Earlier this week, Milan and Lazio legend Alessandro Nesta reaffirmed what many of us have been thinking this transfer window: fees are ridiculously high.
This is no new statement. In the wake of Cristiano Ronaldo’s record breaking €94m transfer to Real Madrid, Carlo Ancelotti commented that “everything has gone mad”. The current Bayern Coach was not mistaken, as the record has since been beaten three times.
Where Nesta truly hit the nail on the head, however, is with his observation that rather than the fees themselves being higher, “the quality seems lower”.
The current Miami FC Coach was no cheap acquisition, costing Milan just over €30m back in the summer of 2002. But whereas Nesta is considered one of the best defenders of all time, this summer has seen the likes of Tottenham’s Kyle Walker sold for roughly €55m. Whilst undoubtedly a decent player, no one would mention Walker and Nesta in the same breath, let alone dream the former would be worth almost double the latter.
Across Serie A, clubs have been both buying and selling unremarkable players for remarkable fees. Milan and Roma in particular have lead the market in this regard, with the Rossoneri splurging €25m on Andrea Conti and €38m on Andre Silva.

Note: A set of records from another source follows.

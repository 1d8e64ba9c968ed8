//! 读穿透缓存：先查缓存存储，未命中时回源并写回

use std::sync::Arc;
use std::time::Duration;

use tokio::time::{Instant, timeout_at};
use tracing::{debug, trace, warn};

use super::{CacheError, CacheStore, CacheStoreError, EntityId, SourceError, SourceOfRecord};

/// 单个缓存实例的参数
#[derive(Debug, Clone, Copy, PartialEq, Eq)]
pub struct CacheConfig {
    /// 写入的条目在多长时间内有效
    pub ttl: Duration,
    /// 一次 `get` 的总期限，包括缓存读写和回源
    pub timeout: Duration,
    /// 单次缓存存储操作的期限，应明显小于 `timeout`，给回源留出时间
    pub store_timeout: Duration,
}

/// 缓存旁路读取
///
/// 未命中时按配置的 TTL 写回，不缓存“不存在”，写操作之后由调用方执行
/// [`ReadThroughCache::invalidate`]。同一个键的并发写回以最后一次为准。
pub struct ReadThroughCache<K, V> {
    store: Arc<dyn CacheStore<K, V>>,
    source: Arc<dyn SourceOfRecord<K, V>>,
    ttl: Duration,
    timeout: Duration,
    store_timeout: Duration,
    strict: bool,
}

impl<K, V> ReadThroughCache<K, V>
where
    K: EntityId,
    V: Send + Sync + 'static,
{
    pub fn new(
        store: Arc<dyn CacheStore<K, V>>,
        source: Arc<dyn SourceOfRecord<K, V>>,
        config: CacheConfig,
    ) -> Result<Self, CacheError> {
        if config.ttl.is_zero() {
            return Err(CacheError::InvalidConfig("ttl must be longer than zero"));
        }
        if config.timeout.is_zero() {
            return Err(CacheError::InvalidConfig("timeout must be longer than zero"));
        }
        if config.store_timeout.is_zero() {
            return Err(CacheError::InvalidConfig("store timeout must be longer than zero"));
        }
        Ok(Self {
            store,
            source,
            ttl: config.ttl,
            timeout: config.timeout,
            store_timeout: config.store_timeout,
            strict: false,
        })
    }

    /// 缓存存储出错时直接返回 `CacheUnavailable`，不再回源
    pub fn strict(mut self) -> Self {
        self.strict = true;
        self
    }

    pub fn ttl(&self) -> Duration {
        self.ttl
    }

    /// 使用实例默认期限读取 `id`
    pub async fn get(&self, id: &K) -> Result<V, CacheError> {
        self.get_within(id, self.timeout).await
    }

    /// 读取 `id`，超过 `timeout` 后放弃
    ///
    /// 缓存读取另有更短的期限，存储卡住时仍有时间回源。
    pub async fn get_within(&self, id: &K, timeout: Duration) -> Result<V, CacheError> {
        ensure_assigned(id)?;
        let deadline = Instant::now() + timeout;

        let cached = match timeout_at(self.store_deadline(deadline), self.store.load(id)).await {
            Ok(result) => result,
            Err(_) => Err(CacheStoreError::Timeout),
        };
        match cached {
            Ok(Some(value)) => {
                trace!(%id, "cache hit");
                return Ok(value);
            }
            Ok(None) => trace!(%id, "cache miss"),
            Err(e) if self.strict => return Err(CacheError::CacheUnavailable(e)),
            Err(e) => warn!(%id, error = %e, "cache unavailable, reading from source"),
        }

        let value = match timeout_at(deadline, self.source.fetch_by_id(id)).await {
            Ok(Ok(value)) => value,
            Ok(Err(SourceError::NotFound)) => return Err(CacheError::NotFound),
            Ok(Err(SourceError::Unavailable(reason))) => {
                return Err(CacheError::SourceUnavailable(reason));
            }
            Err(_) => return Err(CacheError::Timeout(timeout)),
        };

        // 写回失败不影响这次读取
        let populate = self.store.store(id, &value, self.ttl);
        match timeout_at(self.store_deadline(deadline), populate).await {
            Ok(Ok(())) => debug!(%id, ttl = ?self.ttl, "cache populated"),
            Ok(Err(e)) => warn!(%id, error = %e, "failed to populate cache"),
            Err(_) => warn!(%id, "cache populate timed out"),
        }

        Ok(value)
    }

    /// 写操作之后用新值覆盖缓存
    pub async fn put(&self, id: &K, value: &V) -> Result<(), CacheError> {
        ensure_assigned(id)?;
        self.run(self.store.store(id, value, self.ttl)).await
    }

    /// 删除 `id` 的缓存，可以重复调用
    ///
    /// 失败会返回给调用方，写操作不能在旧数据可能仍被读到时报告成功。
    pub async fn invalidate(&self, id: &K) -> Result<(), CacheError> {
        ensure_assigned(id)?;
        self.run(self.store.delete(id)).await?;
        debug!(%id, "cache invalidated");
        Ok(())
    }

    fn store_deadline(&self, deadline: Instant) -> Instant {
        deadline.min(Instant::now() + self.store_timeout)
    }

    async fn run<F>(&self, op: F) -> Result<(), CacheError>
    where
        F: Future<Output = Result<(), CacheStoreError>>,
    {
        match tokio::time::timeout(self.store_timeout, op).await {
            Ok(result) => result.map_err(CacheError::CacheUnavailable),
            Err(_) => Err(CacheError::CacheUnavailable(CacheStoreError::Timeout)),
        }
    }
}

fn ensure_assigned<K: EntityId>(id: &K) -> Result<(), CacheError> {
    if id.is_assigned() {
        Ok(())
    } else {
        Err(CacheError::InvalidKey(id.to_string()))
    }
}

Whilst both of these players have bags of potential, neither has seen more than one season in the top flight.
On the opposite end of transactions, Roma have already sold the likes of Mohamed Salah, Antonio Rudiger and Leandro Peres for €42m, €35m and €23m respectively. These were all good players for the Giallorossi, with Salah enjoying his two-year spell in Rome, and yet the fees that they are going for appear excessive.

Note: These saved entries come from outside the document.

use std::time::Duration;

use axum::{
    http::{HeaderValue, StatusCode, header},
    response::{IntoResponse, Response},
};
use thiserror::Error;

use crate::cache::CacheError;
use crate::store::StoreError;
use crate::utils::{error_codes, error_to_api_response};

/// 处理请求时可能出现的错误，统一转换成 JSON 响应
#[derive(Error, Debug)]
pub enum AppError {
    #[error("{0}")]
    BadRequest(String),

    #[error("unauthorized")]
    Unauthorized,

    #[error("权限不足")]
    Forbidden,

    #[error("resource not found")]
    NotFound,

    #[error("{0}")]
    Conflict(String),

    #[error("rate limit exceeded, retry in {}s", retry_after_secs(.0))]
    RateLimited(Duration),

    #[error("request timed out")]
    Timeout,

    #[error(transparent)]
    Cache(#[from] CacheError),

    #[error(transparent)]
    Store(#[from] StoreError),

    #[error("internal server error: {0}")]
    Internal(String),
}

/// Retry-After 以整秒表示，向上取整
fn retry_after_secs(retry_after: &Duration) -> u64 {
    retry_after.as_secs() + u64::from(retry_after.subsec_nanos() > 0)
}

impl AppError {
    fn status_and_code(&self) -> (StatusCode, i32) {
        match self {
            AppError::BadRequest(_) => (StatusCode::BAD_REQUEST, error_codes::VALIDATION_ERROR),
            AppError::Unauthorized => (StatusCode::UNAUTHORIZED, error_codes::AUTH_FAILED),
            AppError::Forbidden => (StatusCode::FORBIDDEN, error_codes::PERMISSION_DENIED),
            AppError::NotFound => (StatusCode::NOT_FOUND, error_codes::NOT_FOUND),
            AppError::Conflict(_) => (StatusCode::CONFLICT, error_codes::CONFLICT),
            AppError::RateLimited(_) => (StatusCode::TOO_MANY_REQUESTS, error_codes::RATE_LIMIT),
            AppError::Timeout => (StatusCode::GATEWAY_TIMEOUT, error_codes::TIMEOUT),
            AppError::Cache(e) => match e {
                CacheError::NotFound => (StatusCode::NOT_FOUND, error_codes::NOT_FOUND),
                CacheError::InvalidKey(_) => {
                    (StatusCode::BAD_REQUEST, error_codes::VALIDATION_ERROR)
                }
                CacheError::Timeout(_) => (StatusCode::GATEWAY_TIMEOUT, error_codes::TIMEOUT),
                _ => (StatusCode::INTERNAL_SERVER_ERROR, error_codes::INTERNAL_ERROR),
            },
            AppError::Store(e) => match e {
                StoreError::NotFound => (StatusCode::NOT_FOUND, error_codes::NOT_FOUND),
                StoreError::DuplicateEmail | StoreError::DuplicateUsername => {
                    (StatusCode::BAD_REQUEST, error_codes::USER_EXISTS)
                }
                StoreError::AlreadyFollowing | StoreError::NotFollowing | StoreError::Conflict => {
                    (StatusCode::CONFLICT, error_codes::CONFLICT)
                }
                StoreError::Timeout(_) => (StatusCode::GATEWAY_TIMEOUT, error_codes::TIMEOUT),
                StoreError::Database(_) => {
                    (StatusCode::INTERNAL_SERVER_ERROR, error_codes::INTERNAL_ERROR)
                }
            },
            AppError::Internal(_) => (StatusCode::INTERNAL_SERVER_ERROR, error_codes::INTERNAL_ERROR),
        }
    }
}

impl IntoResponse for AppError {
    fn into_response(self) -> Response {
        let (status, code) = self.status_and_code();

        // 服务端错误的细节只写日志，不返回给客户端
        let message = if status.is_server_error() && status != StatusCode::GATEWAY_TIMEOUT {
            tracing::error!(error = %self, "request failed");
            "内部服务器错误".to_string()
        } else {
            self.to_string()
        };

        let mut response = (status, error_to_api_response::<()>(code, message)).into_response();

        if let AppError::RateLimited(retry_after) = &self {
            response.headers_mut().insert(
                header::RETRY_AFTER,
                HeaderValue::from(retry_after_secs(retry_after)),
            );
        }

        response
    }
}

To put these sales into context, 20 years ago Inter bought Ronaldo for €28m, whilst Juventus brought in Filippo Inzaghi and Edgar Davids for just €10m and €8m respectively.
This meteoric rise in player value is often attributed solely to financial factors such as foreign owners and increased club income. After all, the €2.82bn deal signed by Sky Italia and Mediaset has undoubtedly raised spending power throughout Serie A, whilst the financial impact of both Milan teams being taken over by new Chinese owners is clear to see.
And yet, to suggest that player value is unequivocally linked with club wealth would be misguided, as this summer has not been without its share of bargains.
Following the aforementioned trio of high profile sales, new Roma Sporting Director Monchi has brought in the likes of Maxime Gonalons for €5m and Lorenzo Pellegrini for €10m (albeit with the benefit of a buy-back clause negotiated by his predecessor). In doing so he has acquired two central midfielders, one vastly experienced and the other full of potential, for roughly a quarter of what Bayern Munich paid for Corentin Tolisso.
Similarly, Inter managed to poach Borja Valero from Fiorentina for just €5m. Despite being on the wrong side of 30, the Spanish midfielder has been one of La Viola’s top players for half a decade and the man with the co-ordinates of Ponte Vecchio tattooed on his arm seemed destined to see out his career in Florence. Even without the deep-rooted problems at that club, €5m is a remarkably low fee for a rival.
Finally, with all the hype surrounding Conti, the transfer of Nicola Murru has gone under the radar. Operating on the opposite flank to Milan’s new right-back, Murru followed Conti through the Azzurrini set-up and spent four seasons in Serie A with Cagliari. Considering his tender age of 22, Sampdoria pulled off a coup to sign him for just €6m.
Evidently, although a market saturated with wealth facilitates high transfer fees, it does not necessitate it. Instead, avoiding obvious transfers and manipulating player-club relations is the modus operandi for the cash-strapped transfer guru.
This being said, during a summer in which Leonardo Bonucci has been sold for €10m less than Kyle Walker, we can agree with Ancelotti: the world has gone mad.